Tudo isso foi importante porque o formato agora está sendo exportado agressivamente para o exterior.
Quase todas as produtoras que se prezam estão apostando em produções em inglês. Na verdade, Meigao está construindo um segundo local inteiro com cenas de estilo americano.
E não é de admirar quando você olha para os números. Segundo análise realizada pela Sensor Tower, no primeiro trimestre de 2025, os downloads nos EUA aumentaram 54% em relação ao mesmo período de 2024. Na América Latina foi de 69% e na Índia notáveis 113%.
‘Um grande aumento’
“Portanto, nos últimos 10 meses, logo após o Ano Novo Chinês, houve definitivamente um grande aumento”, diz Max Olsen, um ator americano que vive em Pequim. Para ele e outros atores ocidentais houve um boom de trabalho extremamente notável.
“Um monte de produções decidiram que iriam filmar, você sabe, eles vão produzir uma por semana.
“Obviamente, com dinheiro, com olhos, com atenção, vem um certo grau de poder.”
É claro que há questões sobre como este tipo de poder brando se traduz e o que a China poderia ou faria com ele.
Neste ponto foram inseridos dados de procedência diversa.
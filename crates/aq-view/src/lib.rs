//! View-state layer for the air-quality dashboard
//!
//! Selection, fetched data, and every derived collection live in one
//! [`DashboardState`] that is mutated only through [`Action`]s. The async
//! [`ViewController`] drives refresh cycles through the `aq-api` trait seam
//! and applies results back as actions, so a stale in-flight response can
//! never overwrite newer state.

pub mod controller;
pub mod state;

pub use controller::*;
pub use state::*;
//! Aggregation of dated records into monthly and hourly views

use crate::format::manila;
use crate::types::{HourlyPattern, MonthlyAverage, Record};
use chrono::{DateTime, Local, NaiveDate, Timelike, Utc};
use std::collections::{HashMap, HashSet};

/// Running sum/count accumulator for arithmetic means
#[derive(Debug, Clone, Copy, Default)]
struct MeanAccumulator {
    sum: f64,
    count: u32,
}

impl MeanAccumulator {
    fn add(&mut self, value: f64) {
        self.sum += value;
        self.count += 1;
    }

    fn mean(&self) -> Option<f64> {
        if self.count == 0 {
            return None;
        }
        Some(self.sum / self.count as f64)
    }
}

/// Short month name of a timestamp in the system-local zone.
pub(crate) fn local_month_name(dt: DateTime<Utc>) -> String {
    dt.with_timezone(&Local).format("%b").to_string()
}

/// Calendar index (1..=12) of a short month name, obtained by parsing
/// `"<month> 1, 2000"`. Unknown names sort last.
fn month_index(month: &str) -> u32 {
    NaiveDate::parse_from_str(&format!("{month} 1, 2000"), "%b %d, %Y")
        .map(|date| {
            use chrono::Datelike;
            date.month()
        })
        .unwrap_or(u32::MAX)
}

/// Mean AQI per calendar month present in the data, in calendar order.
///
/// Months with no records are absent (no padding); undated records are
/// excluded. No rounding happens here; consumers round for display.
pub fn monthly_averages(records: &[Record]) -> Vec<MonthlyAverage> {
    let mut groups: HashMap<String, MeanAccumulator> = HashMap::new();

    for record in records {
        let Some(dt) = record.datetime else {
            continue;
        };
        groups.entry(local_month_name(dt)).or_default().add(record.aqi);
    }

    let mut averages: Vec<MonthlyAverage> = groups
        .into_iter()
        .filter_map(|(month, acc)| acc.mean().map(|aqi| MonthlyAverage { month, aqi }))
        .collect();

    averages.sort_by_key(|avg| month_index(&avg.month));
    averages
}

/// Mean AQI per hour of day, always 24 entries `"0:00"`..`"23:00"`.
///
/// Hours are extracted in the system-local zone (unlike display formatting,
/// which is pinned to Manila). An hour with no observations reports `0.0`;
/// that value is indistinguishable from a true zero mean.
pub fn hourly_patterns(records: &[Record]) -> Vec<HourlyPattern> {
    let mut buckets = [MeanAccumulator::default(); 24];

    for record in records {
        let Some(dt) = record.datetime else {
            continue;
        };
        let hour = dt.with_timezone(&Local).hour() as usize;
        buckets[hour].add(record.aqi);
    }

    buckets
        .iter()
        .enumerate()
        .map(|(hour, acc)| HourlyPattern {
            hour: format!("{hour}:00"),
            aqi: acc.mean().unwrap_or(0.0),
        })
        .collect()
}

/// Number of distinct Manila-zone calendar dates among dated records.
pub fn unique_days_analyzed(records: &[Record]) -> usize {
    records
        .iter()
        .filter_map(|record| record.datetime)
        .map(|dt| dt.with_timezone(&manila()).date_naive())
        .collect::<HashSet<_>>()
        .len()
}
Mas é apenas uma de uma série de exportações culturais que contribuem para a tendência da China se posicionar como acessível e identificável, até mesmo “legal”.
Na verdade, para um formato tão novo, ainda há claramente resultados a serem vistos.
“Não creio que o crescimento de dois dígitos continue para sempre”, diz Olsen.
“Mas suspeito que dentro de cinco anos teremos uma indústria muito estabelecida.”